We understand it’s weird for a discussion on space settlements to ask what the cost of rent is going to be or whether the local store is charging too much for canned goods, but this is the stuff regular lives are made of. Space-settlement proposals tend to skip this, assuming that our awesome spacefarers will be focused on the task at hand and perpetually oriented around the glory of settlement itself. We should always remember that these settlers will be regular people, and regular people’s daily concerns are much less about grand narratives than about their homes, their jobs, and their groceries.

Who controls low-Earth orbit controls near-Earth space. Who controls near-Earth space dominates Terra. Who dominates Terra determines the destiny of humankind. —Dr. Everett C. Dolman, professor of Military Strategy

Space settlement will be much harder than it is usually portrayed, without obvious economic benefits. Attempting space settlement now may increase the likelihood of conflict on Earth in the short term and ultimately increase human existential risk. Even the awesomeness of the view out of a Martian habitat is not worth all this.
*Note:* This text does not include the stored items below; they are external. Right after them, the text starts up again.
use crate::core::utils::geometry::rotate_atoms_about_axis;
use crate::engine::context::BuildContext;
use crate::engine::progress::Progress;
use crate::engine::state::{ActiveSet, Candidate};
use crate::engine::utils::sampling::offset_combinations;
use tracing::{debug, instrument};

#[cfg(feature = "parallel")]
use rayon::prelude::*;

/// What one build level samples, shared by every parent candidate.
#[derive(Debug, Clone, PartialEq)]
pub struct LevelPlan {
    pub bonds: Vec<usize>,
    /// Fragments that become active at this level, one per bond.
    pub activated: Vec<usize>,
    /// Atoms of each activated fragment; each group moves rigidly.
    pub moved_groups: Vec<Vec<usize>>,
    /// Atoms active before this level.
    pub fixed: Vec<usize>,
    pub combinations: Vec<Vec<f64>>,
}

impl LevelPlan {
    pub fn new(context: &BuildContext, active: &ActiveSet, bonds: &[usize]) -> Self {
        let topology = context.topology;
        let activated: Vec<usize> = bonds.iter().map(|&b| topology.bond(b).child_fragment).collect();
        let moved_groups = activated
            .iter()
            .map(|&f| topology.fragments()[f].atoms.clone())
            .collect();
        let ranges: Vec<f64> = bonds.iter().map(|&b| topology.bond(b).range_degrees).collect();
        Self {
            bonds: bonds.to_vec(),
            activated,
            moved_groups,
            fixed: active.atoms().collect(),
            combinations: offset_combinations(&ranges, context.config.stepsize),
        }
    }
}

#[derive(Debug, Clone, Copy, Default, PartialEq, Eq)]
pub struct ExpansionStats {
    pub samples: usize,
    pub clashes: usize,
}

fn expand_parent(
    context: &BuildContext,
    parent: &Candidate,
    plan: &LevelPlan,
) -> (Vec<Candidate>, usize) {
    let mut children = Vec::with_capacity(plan.combinations.len());
    let mut clashes = 0;
    for offsets in &plan.combinations {
        let mut coordinates = parent.coordinates.clone();
        for (&bond, &offset) in plan.bonds.iter().zip(offsets) {
            let axis = context.topology.bond(bond);
            let origin = coordinates[axis.parent_atom];
            let axis_end = coordinates[axis.child_atom];
            rotate_atoms_about_axis(&mut coordinates, &origin, &axis_end, &axis.moving_atoms, offset);
        }
        if context
            .clash_filter
            .has_clash(&coordinates, &plan.moved_groups, &plan.fixed)
        {
            clashes += 1;
            continue;
        }

        let mut child = Candidate {
            coordinates,
            ..parent.clone()
        };
        for (&bond, &offset) in plan.bonds.iter().zip(offsets) {
            child.dihedrals[bond] = offset;
        }
        context.scorer.refresh(&mut child, &[], &plan.activated);
        children.push(child);
    }
    (children, clashes)
}

/// Samples the level's bonds on every parent and keeps the clash-free children.
///
/// Children come out grouped by parent, in combination order, and are numbered
/// in that order.
#[instrument(skip_all, name = "expansion_task", fields(bonds = ?plan.bonds, parents = parents.len()))]
pub fn run(
    context: &BuildContext,
    parents: &[Candidate],
    plan: &LevelPlan,
) -> (Vec<Candidate>, ExpansionStats) {
    context.reporter.report(Progress::TaskStart {
        total_steps: parents.len() as u64,
    });

    #[cfg(not(feature = "parallel"))]
    let iterator = parents.iter();

    #[cfg(feature = "parallel")]
    let iterator = parents.par_iter();

    let per_parent: Vec<(Vec<Candidate>, usize)> = iterator
        .map(|parent| {
            let result = expand_parent(context, parent, plan);
            context.reporter.report(Progress::TaskIncrement);
            result
        })
        .collect();

    context.reporter.report(Progress::TaskFinish);

    let stats = ExpansionStats {
        samples: parents.len() * plan.combinations.len(),
        clashes: per_parent.iter().map(|(_, c)| c).sum(),
    };
    let mut children: Vec<Candidate> = per_parent.into_iter().flat_map(|(c, _)| c).collect();
    for (index, child) in children.iter_mut().enumerate() {
        child.index = index;
    }
    debug!(
        samples = stats.samples,
        clashes = stats.clashes,
        children = children.len(),
        "Level expanded."
    );
    (children, stats)
}
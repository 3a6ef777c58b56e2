use crate::error::{CliError, Result};
use std::fs::File;
use std::path::Path;
use tracing_subscriber::{
    filter::LevelFilter,
    fmt::{self},
    prelude::*,
};

fn console_level(verbosity: u8, quiet: bool) -> LevelFilter {
    if quiet {
        LevelFilter::ERROR
    } else {
        match verbosity {
            0 => LevelFilter::WARN,
            1 => LevelFilter::INFO,
            2 => LevelFilter::DEBUG,
            _ => LevelFilter::TRACE,
        }
    }
}

/// The log file always records the run at INFO or finer.
fn file_level(console: LevelFilter) -> LevelFilter {
    console.max(LevelFilter::INFO)
}

pub fn setup_logging(verbosity: u8, quiet: bool, log_file: &Path) -> Result<()> {
    let console = console_level(verbosity, quiet);

    let stderr_layer = fmt::layer()
        .with_writer(std::io::stderr)
        .with_ansi(true)
        .with_target(false)
        .compact()
        .with_filter(console);

    let file = File::create(log_file).map_err(CliError::Io)?;
    let file_layer = fmt::layer()
        .with_writer(file)
        .with_ansi(false)
        .with_thread_ids(true)
        .with_target(true)
        .with_filter(file_level(console));

    tracing_subscriber::registry()
        .with(stderr_layer)
        .with(file_layer)
        .try_init()
        .map_err(|e| CliError::Other(anyhow::anyhow!("Failed to install the logger: {}", e)))
}

#[cfg(test)]
mod tests {
    use super::*;
    use serial_test::serial;
    use std::sync::Once;
    use std::thread;
    use std::time::Duration;
    use tracing::{debug, error, info, trace, warn};

    static INIT: Once = Once::new();

    fn ensure_global_logger_is_set() {
        INIT.call_once(|| {
            let dir = tempfile::tempdir().unwrap();
            setup_logging(3, false, &dir.path().join("global.log"))
                .expect("Failed to set up global logger for tests");
        });
    }

    #[test]
    #[serial]
    fn initialization_and_macros_work() {
        ensure_global_logger_is_set();

        error!("This is an error");
        warn!("This is a warning");
        info!("This is info");
        debug!("This is debug");
        trace!("This is trace");
    }

    #[test]
    fn levels_follow_verbosity() {
        assert_eq!(console_level(0, false), LevelFilter::WARN);
        assert_eq!(console_level(1, false), LevelFilter::INFO);
        assert_eq!(console_level(2, false), LevelFilter::DEBUG);
        assert_eq!(console_level(7, false), LevelFilter::TRACE);
        assert_eq!(console_level(2, true), LevelFilter::ERROR);

        assert_eq!(file_level(LevelFilter::WARN), LevelFilter::INFO);
        assert_eq!(file_level(LevelFilter::ERROR), LevelFilter::INFO);
        assert_eq!(file_level(LevelFilter::TRACE), LevelFilter::TRACE);
    }

    #[test]
    #[serial]
    fn file_layer_records_info_even_when_console_is_quiet() {
        let temp_dir = tempfile::tempdir().unwrap();
        let log_path = temp_dir.path().join("qfit_ligand.log");

        let file = File::create(&log_path).unwrap();
        let file_layer = fmt::layer()
            .with_writer(file)
            .with_ansi(false)
            .with_thread_ids(true)
            .with_filter(file_level(console_level(0, true)));
        let subscriber = tracing_subscriber::registry().with(file_layer);

        tracing::subscriber::with_default(subscriber, || {
            info!("qfit-ligand map.ccp4 1.5 ligand.pdb");
            debug!("Not recorded at this level.");
        });

        thread::sleep(Duration::from_millis(100));

        let content = std::fs::read_to_string(log_path).unwrap();
        assert!(content.contains("qfit-ligand map.ccp4 1.5 ligand.pdb"));
        assert!(content.contains("INFO"));
        assert!(content.contains("ThreadId"));
        assert!(!content.contains("Not recorded"));
    }

    #[test]
    #[serial]
    fn invalid_log_file_path_propagates_error() {
        let invalid_path = Path::new("/");

        if cfg!(unix) && invalid_path.is_dir() {
            let result = setup_logging(0, false, invalid_path);
            assert!(matches!(result, Err(CliError::Io(_))));
        }
    }
}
Earth isn’t perfect, but as planets go it’s a pretty good one. We aren’t saying you should give up on the hope for a life off-world—that’s too pretty a dream to part with. What we are saying is that if you do want that dream, you have to see the challenges as they are—real, profound, and present at every level from molecules to sociology. We hope, at the very least, when you read an article or hear a conversation about space settlement as an idea, you’ll be able to see it as a very rich problem, which won’t be solved simply by ambitious fantasies or giant rockets.

International law is one of the few fields where by understanding history and law and writing about it you can have a vast long-term effect on the future of humanity. If you want the sort of space settlements that sci-fi geeks dream about, we need a legal regime that regulates away the possibility of territorial scrambles in the short term, allows peaceful scientific work together in the medium term, and perhaps, perhaps, one distant day, will permit the peaceful creation of independent nations off-Earth. Just as Dr. Oscar Schachter writing in the 1950s helped shape the law that governs today’s solar system, scholars writing here in the 2020s can shape the law that governs the 2050s and beyond.

Can we just say, this is all fun? Our pessimism about the possibility for short-term space settlement has in no way interfered with our fascination for the topic. What other endeavor requires you to understand everything from orbital mechanics to ecology to history, law, and war?

We don’t know how to do it yet, but we still believe that someday, with enough knowledge, we can have Mars. And one very faraway day, other solar systems. But we have to earn it, both by gaining in knowledge and by becoming a more responsible, more peaceful species. Going to the stars will not make us wise. We have to become wise if we want to go to the stars.